## What you need to do:
Exactly the lines from the beginning of the material to the line with "measurement if so." are to be repeated, both ends included.

::: Data for processing :::

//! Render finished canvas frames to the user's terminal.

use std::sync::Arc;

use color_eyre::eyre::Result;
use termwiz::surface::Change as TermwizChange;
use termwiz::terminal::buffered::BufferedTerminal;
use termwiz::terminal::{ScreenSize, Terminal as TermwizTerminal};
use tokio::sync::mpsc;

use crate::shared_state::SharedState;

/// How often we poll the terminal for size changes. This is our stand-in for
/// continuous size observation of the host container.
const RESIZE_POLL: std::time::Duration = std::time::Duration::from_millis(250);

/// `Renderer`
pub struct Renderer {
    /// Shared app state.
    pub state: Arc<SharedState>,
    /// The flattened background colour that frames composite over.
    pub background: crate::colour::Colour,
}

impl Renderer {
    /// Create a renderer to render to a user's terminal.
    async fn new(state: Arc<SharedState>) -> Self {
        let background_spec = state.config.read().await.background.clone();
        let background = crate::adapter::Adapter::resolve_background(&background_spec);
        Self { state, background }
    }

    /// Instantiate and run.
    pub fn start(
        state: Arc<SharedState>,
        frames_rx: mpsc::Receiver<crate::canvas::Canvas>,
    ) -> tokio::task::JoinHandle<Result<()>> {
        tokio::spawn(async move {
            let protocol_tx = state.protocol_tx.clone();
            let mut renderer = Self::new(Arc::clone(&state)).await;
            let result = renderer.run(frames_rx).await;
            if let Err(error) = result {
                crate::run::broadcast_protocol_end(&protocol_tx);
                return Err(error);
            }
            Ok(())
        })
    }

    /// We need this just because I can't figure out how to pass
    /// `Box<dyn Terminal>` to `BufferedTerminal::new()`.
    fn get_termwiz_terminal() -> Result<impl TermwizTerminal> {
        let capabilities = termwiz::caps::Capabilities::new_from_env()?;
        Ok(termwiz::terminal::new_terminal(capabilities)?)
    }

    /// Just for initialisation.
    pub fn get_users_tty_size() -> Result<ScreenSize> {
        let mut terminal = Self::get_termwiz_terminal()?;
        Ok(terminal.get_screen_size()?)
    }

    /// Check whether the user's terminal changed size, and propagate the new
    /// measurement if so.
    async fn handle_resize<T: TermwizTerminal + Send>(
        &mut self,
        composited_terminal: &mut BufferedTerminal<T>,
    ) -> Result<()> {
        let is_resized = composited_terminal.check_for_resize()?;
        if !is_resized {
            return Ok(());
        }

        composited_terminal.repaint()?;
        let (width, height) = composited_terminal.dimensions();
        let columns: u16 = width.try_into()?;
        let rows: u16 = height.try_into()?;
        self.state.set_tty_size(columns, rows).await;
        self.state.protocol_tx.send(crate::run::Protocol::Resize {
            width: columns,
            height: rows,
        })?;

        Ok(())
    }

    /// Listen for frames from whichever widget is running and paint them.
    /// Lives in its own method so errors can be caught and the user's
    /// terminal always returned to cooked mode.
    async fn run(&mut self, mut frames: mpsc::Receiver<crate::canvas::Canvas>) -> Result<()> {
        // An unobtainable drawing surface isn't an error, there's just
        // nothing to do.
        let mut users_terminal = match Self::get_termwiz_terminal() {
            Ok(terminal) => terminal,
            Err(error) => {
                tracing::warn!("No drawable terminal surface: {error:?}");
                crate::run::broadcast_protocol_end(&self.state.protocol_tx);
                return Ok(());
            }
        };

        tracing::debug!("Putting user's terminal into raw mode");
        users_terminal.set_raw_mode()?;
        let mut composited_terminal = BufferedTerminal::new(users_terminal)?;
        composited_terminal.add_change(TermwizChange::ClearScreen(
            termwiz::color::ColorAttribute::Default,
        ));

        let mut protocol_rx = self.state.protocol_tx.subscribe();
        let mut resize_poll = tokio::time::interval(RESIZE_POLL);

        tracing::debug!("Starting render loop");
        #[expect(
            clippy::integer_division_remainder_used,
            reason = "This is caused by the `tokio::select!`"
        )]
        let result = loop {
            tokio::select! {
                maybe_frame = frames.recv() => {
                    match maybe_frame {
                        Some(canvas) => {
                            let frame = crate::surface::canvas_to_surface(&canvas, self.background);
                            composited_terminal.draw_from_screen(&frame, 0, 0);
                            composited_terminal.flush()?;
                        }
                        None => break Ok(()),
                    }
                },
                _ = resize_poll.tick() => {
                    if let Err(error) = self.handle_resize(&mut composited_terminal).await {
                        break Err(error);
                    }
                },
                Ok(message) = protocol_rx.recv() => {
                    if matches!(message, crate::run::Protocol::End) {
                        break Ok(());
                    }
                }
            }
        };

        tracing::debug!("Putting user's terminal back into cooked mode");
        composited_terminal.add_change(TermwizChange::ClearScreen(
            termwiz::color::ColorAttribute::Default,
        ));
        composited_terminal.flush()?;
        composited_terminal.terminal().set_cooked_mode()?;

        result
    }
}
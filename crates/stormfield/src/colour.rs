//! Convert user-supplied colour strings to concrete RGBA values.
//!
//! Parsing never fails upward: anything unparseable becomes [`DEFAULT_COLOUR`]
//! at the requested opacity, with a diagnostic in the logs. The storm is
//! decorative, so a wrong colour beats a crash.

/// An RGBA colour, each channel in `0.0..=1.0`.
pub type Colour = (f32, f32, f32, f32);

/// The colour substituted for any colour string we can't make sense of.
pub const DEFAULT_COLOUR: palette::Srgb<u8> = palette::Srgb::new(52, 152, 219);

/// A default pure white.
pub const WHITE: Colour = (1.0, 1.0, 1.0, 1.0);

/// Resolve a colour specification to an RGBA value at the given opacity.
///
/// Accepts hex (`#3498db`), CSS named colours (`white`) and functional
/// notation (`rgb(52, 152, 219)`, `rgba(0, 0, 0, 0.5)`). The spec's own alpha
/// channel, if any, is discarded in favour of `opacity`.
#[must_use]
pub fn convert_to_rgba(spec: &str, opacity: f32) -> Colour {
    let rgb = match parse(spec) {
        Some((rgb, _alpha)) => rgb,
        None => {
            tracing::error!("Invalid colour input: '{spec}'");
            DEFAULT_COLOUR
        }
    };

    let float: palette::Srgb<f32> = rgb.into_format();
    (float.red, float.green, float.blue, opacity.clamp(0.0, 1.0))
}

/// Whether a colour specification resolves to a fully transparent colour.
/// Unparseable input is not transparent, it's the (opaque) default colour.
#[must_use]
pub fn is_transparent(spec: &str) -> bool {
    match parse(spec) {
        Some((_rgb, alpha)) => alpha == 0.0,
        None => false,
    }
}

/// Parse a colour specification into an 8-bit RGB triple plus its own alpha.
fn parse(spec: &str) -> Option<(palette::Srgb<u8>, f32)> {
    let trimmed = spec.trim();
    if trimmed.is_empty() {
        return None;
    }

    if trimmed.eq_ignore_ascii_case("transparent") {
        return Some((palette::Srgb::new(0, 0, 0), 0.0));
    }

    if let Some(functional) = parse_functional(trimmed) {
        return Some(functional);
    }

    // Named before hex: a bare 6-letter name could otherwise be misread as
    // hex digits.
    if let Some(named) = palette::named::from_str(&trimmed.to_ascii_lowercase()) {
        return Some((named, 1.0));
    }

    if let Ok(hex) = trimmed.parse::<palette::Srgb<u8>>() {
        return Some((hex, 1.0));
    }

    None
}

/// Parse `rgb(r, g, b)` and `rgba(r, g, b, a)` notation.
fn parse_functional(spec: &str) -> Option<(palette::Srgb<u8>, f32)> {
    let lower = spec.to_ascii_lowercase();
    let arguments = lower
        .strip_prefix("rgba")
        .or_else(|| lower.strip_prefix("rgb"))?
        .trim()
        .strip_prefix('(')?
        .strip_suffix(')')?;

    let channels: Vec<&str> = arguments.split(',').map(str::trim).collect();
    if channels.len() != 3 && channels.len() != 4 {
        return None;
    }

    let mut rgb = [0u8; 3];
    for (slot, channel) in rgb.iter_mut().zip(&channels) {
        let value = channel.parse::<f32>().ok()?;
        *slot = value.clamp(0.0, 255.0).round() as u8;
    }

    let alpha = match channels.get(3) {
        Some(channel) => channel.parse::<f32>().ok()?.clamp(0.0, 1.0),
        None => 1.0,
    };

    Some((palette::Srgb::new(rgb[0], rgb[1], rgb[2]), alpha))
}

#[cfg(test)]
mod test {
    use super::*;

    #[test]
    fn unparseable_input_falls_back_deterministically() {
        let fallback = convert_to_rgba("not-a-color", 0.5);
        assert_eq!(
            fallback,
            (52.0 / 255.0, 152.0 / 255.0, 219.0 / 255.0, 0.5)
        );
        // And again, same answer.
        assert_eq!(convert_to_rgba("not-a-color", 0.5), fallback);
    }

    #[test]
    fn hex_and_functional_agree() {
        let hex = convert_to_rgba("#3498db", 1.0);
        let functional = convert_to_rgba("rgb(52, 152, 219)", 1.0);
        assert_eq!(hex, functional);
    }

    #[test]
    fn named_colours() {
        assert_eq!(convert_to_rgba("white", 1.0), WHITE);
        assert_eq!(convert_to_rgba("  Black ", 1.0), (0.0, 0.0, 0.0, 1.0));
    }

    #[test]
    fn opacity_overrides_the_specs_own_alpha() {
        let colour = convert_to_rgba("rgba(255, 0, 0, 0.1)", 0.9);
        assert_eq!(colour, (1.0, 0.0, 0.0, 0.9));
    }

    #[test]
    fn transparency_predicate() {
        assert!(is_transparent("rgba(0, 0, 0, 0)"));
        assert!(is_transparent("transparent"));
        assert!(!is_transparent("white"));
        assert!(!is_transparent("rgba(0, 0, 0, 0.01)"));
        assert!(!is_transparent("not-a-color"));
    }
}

:::

## Worked solution:
//! Render finished canvas frames to the user's terminal.

use std::sync::Arc;

use color_eyre::eyre::Result;
use termwiz::surface::Change as TermwizChange;
use termwiz::terminal::buffered::BufferedTerminal;
use termwiz::terminal::{ScreenSize, Terminal as TermwizTerminal};
use tokio::sync::mpsc;

use crate::shared_state::SharedState;

/// How often we poll the terminal for size changes. This is our stand-in for
/// continuous size observation of the host container.
const RESIZE_POLL: std::time::Duration = std::time::Duration::from_millis(250);

/// `Renderer`
pub struct Renderer {
    /// Shared app state.
    pub state: Arc<SharedState>,
    /// The flattened background colour that frames composite over.
    pub background: crate::colour::Colour,
}

impl Renderer {
    /// Create a renderer to render to a user's terminal.
    async fn new(state: Arc<SharedState>) -> Self {
        let background_spec = state.config.read().await.background.clone();
        let background = crate::adapter::Adapter::resolve_background(&background_spec);
        Self { state, background }
    }

    /// Instantiate and run.
    pub fn start(
        state: Arc<SharedState>,
        frames_rx: mpsc::Receiver<crate::canvas::Canvas>,
    ) -> tokio::task::JoinHandle<Result<()>> {
        tokio::spawn(async move {
            let protocol_tx = state.protocol_tx.clone();
            let mut renderer = Self::new(Arc::clone(&state)).await;
            let result = renderer.run(frames_rx).await;
            if let Err(error) = result {
                crate::run::broadcast_protocol_end(&protocol_tx);
                return Err(error);
            }
            Ok(())
        })
    }

    /// We need this just because I can't figure out how to pass
    /// `Box<dyn Terminal>` to `BufferedTerminal::new()`.
    fn get_termwiz_terminal() -> Result<impl TermwizTerminal> {
        let capabilities = termwiz::caps::Capabilities::new_from_env()?;
        Ok(termwiz::terminal::new_terminal(capabilities)?)
    }

    /// Just for initialisation.
    pub fn get_users_tty_size() -> Result<ScreenSize> {
        let mut terminal = Self::get_termwiz_terminal()?;
        Ok(terminal.get_screen_size()?)
    }

    /// Check whether the user's terminal changed size, and propagate the new
    /// measurement if so.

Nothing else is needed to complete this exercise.